Festival film sains untuk ke-16 kalinya itu menghadirkan film-film internasional bertema ‘green jobs’ dan beragam eksperimen sains interaktif, yang diharapkan dapat menginspirasi generasi muda untuk mencintai sains dan lingkungan.

Direktur Goethe-Institut Wilayah Asia Tenggara, Australia, dan Selandia Baru, Constanze Michel menjelaskan, inisiatif itu bukan sekadar hiburan, melainkan langkah awal dalam membangun kesadaran dan minat terhadap sains serta keberlanjutan lingkungan.

“Melalui film dan eksperimen, kami ingin menciptakan kesadaran tentang bagaimana sains dapat membantu melindungi lingkungan dan mendorong pembangunan berkelanjutan,” kata Constanze dalam konferensi pers, di Jakarta, Selasa (4/11/25)

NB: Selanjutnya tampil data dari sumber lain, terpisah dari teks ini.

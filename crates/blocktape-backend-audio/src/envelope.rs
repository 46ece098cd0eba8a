//! Stateless amplitude envelopes evaluated at a time since note onset.

/// Exponential decay `exp(-rate * t)` for `t >= 0`, zero before onset.
#[inline]
pub fn exp_decay(t: f64, rate: f64) -> f64 {
    if t < 0.0 {
        0.0
    } else {
        (-rate * t).exp()
    }
}

/// Linear attack into an exponential decay.
#[inline]
pub fn attack_decay(t: f64, attack: f64, rate: f64) -> f64 {
    if t < 0.0 {
        0.0
    } else if t < attack {
        t / attack
    } else {
        exp_decay(t - attack, rate)
    }
}

/// ADSR parameters in seconds (sustain is a level).
#[derive(Debug, Clone, Copy, PartialEq)]
pub struct Adsr {
    pub attack: f64,
    pub decay: f64,
    pub sustain: f64,
    pub release: f64,
}

impl Adsr {
    /// Creates an envelope.
    pub const fn new(attack: f64, decay: f64, sustain: f64, release: f64) -> Self {
        Self {
            attack,
            decay,
            sustain,
            release,
        }
    }

    /// Level at `t` seconds after onset for a note held `gate` seconds.
    pub fn level(&self, t: f64, gate: f64) -> f64 {
        if t < 0.0 {
            return 0.0;
        }
        if t >= gate {
            let held = self.held_level(gate);
            if self.release <= 0.0 {
                return 0.0;
            }
            let r = (t - gate) / self.release;
            return if r >= 1.0 { 0.0 } else { held * (1.0 - r) };
        }
        self.held_level(t)
    }

    fn held_level(&self, t: f64) -> f64 {
        if t < self.attack {
            if self.attack <= 0.0 {
                1.0
            } else {
                t / self.attack
            }
        } else if t < self.attack + self.decay {
            let d = (t - self.attack) / self.decay;
            1.0 - (1.0 - self.sustain) * d
        } else {
            self.sustain
        }
    }

    /// Time after onset at which the envelope is silent for a note of length `gate`.
    pub fn total_length(&self, gate: f64) -> f64 {
        gate + self.release.max(0.0)
    }
}

#[cfg(test)]
mod tests {
    use super::*;

    #[test]
    fn test_exp_decay() {
        assert_eq!(exp_decay(-0.1, 10.0), 0.0);
        assert_eq!(exp_decay(0.0, 10.0), 1.0);
        assert!((exp_decay(0.1, 10.0) - (-1.0f64).exp()).abs() < 1e-12);
    }

    #[test]
    fn test_attack_decay_peaks_at_attack() {
        assert!((attack_decay(0.005, 0.01, 5.0) - 0.5).abs() < 1e-12);
        assert!((attack_decay(0.01, 0.01, 5.0) - 1.0).abs() < 1e-12);
        assert!(attack_decay(0.5, 0.01, 5.0) < 0.1);
    }

    #[test]
    fn test_adsr_stages() {
        let env = Adsr::new(0.1, 0.1, 0.5, 0.2);
        assert_eq!(env.level(0.0, 1.0), 0.0);
        assert!((env.level(0.05, 1.0) - 0.5).abs() < 1e-12);
        assert!((env.level(0.1, 1.0) - 1.0).abs() < 1e-12);
        assert!((env.level(0.5, 1.0) - 0.5).abs() < 1e-12);
        assert!((env.level(1.1, 1.0) - 0.25).abs() < 1e-12);
        assert_eq!(env.level(1.3, 1.0), 0.0);
        assert!((env.total_length(1.0) - 1.2).abs() < 1e-12);
    }

    #[test]
    fn test_adsr_early_release() {
        let env = Adsr::new(0.1, 0.1, 0.5, 0.1);
        // Released halfway through the attack.
        assert!((env.level(0.05, 0.05) - 0.5).abs() < 1e-12);
        assert!((env.level(0.1, 0.05) - 0.25).abs() < 1e-12);
    }
}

Science Film Festival 2025 akan memutar 16 film dari 7 negara, yaitu Jerman, Republik Ceko, Belanda, Uruguay, Afrika Selatan, Argentina, dan Britania Raya. Selain itu, ada 6 eksperimen sains terkait, yang akan dipraktikkan setelah penayangan film.

Ke-16 film tersebut dijadwalkan diputar bergantian secara luring di sekolah, universitas, pusat sains, komunitas, serta secara daring via Zoom.

Film-film yang ditampilkan dalam festival memberi potongan pengetahuan kecil, yang bisa menginspirasi generasi muda untuk membuat pilihan karier yang lebih bermakna di masa depan.

“Kami ingin festival ini menjadi langkah pertama dalam perjalanan panjang siswa menuju kesempatan profesional yang lebih hijau,” ucapnya.

Menurut Constanze, salah satu tantangan terbesar dalam memperkenalkan sains kepada anak muda adalah persepsi bahwa sains itu sulit dan tidak mudah diakses. Melalui kegiatan ini, Goethe-Institut berusaha mengubah pandangan tersebut.

“Kami ingin menunjukkan, kalau sains itu bisa menyenangkan dan dekat dengan kehidupan sehari-hari. Ada banyak peluang karier di bidang ini, tidak hanya menjadi profesor di universitas,” katanya.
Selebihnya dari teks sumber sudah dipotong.